[Kidnapped by Robert Louis Stevenson]@TWC D-Link bookKidnapped CHAPTER XXII 5/14
But I was by this time so weary that I could have slept twelve hours at a stretch; I had the taste of sleep in my throat; my joints slept even when my mind was waking; the hot smell of the heather, and the drone of the wild bees, were like possets to me; and every now and again I would give a jump and find I had been dozing. The last time I woke I seemed to come back from farther away, and thought the sun had taken a great start in the heavens.
I looked at the sprig of heath, and at that I could have cried aloud: for I saw I had betrayed my trust.
My head was nearly turned with fear and shame; and at what I saw, when I looked out around me on the moor, my heart was like dying in my body.

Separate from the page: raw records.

//! Headless GPU device management.
//!
//! This module creates the wgpu Instance/Adapter/Device/Queue the
//! identification pass runs on. No surface is involved: the pass renders into
//! offscreen targets.

mod gpu;
mod init;

pub use gpu::Gpu;
pub use init::GpuInit;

For sure enough, a body of horse-soldiers had come down during my sleep, and were drawing near to us from the south-east, spread out in the shape of a fan and riding their horses to and fro in the deep parts of the heather. When I waked Alan, he glanced first at the soldiers, then at the mark and the position of the sun, and knitted his brows with a sudden, quick look, both ugly and anxious, which was all the reproach I had of him. "What are we to do now ?" I asked. "We'll have to play at being hares," said he.
"Do ye see yon mountain ?" pointing to one on the north-eastern sky. "Ay," said I. "Well, then," says he, "let us strike for that.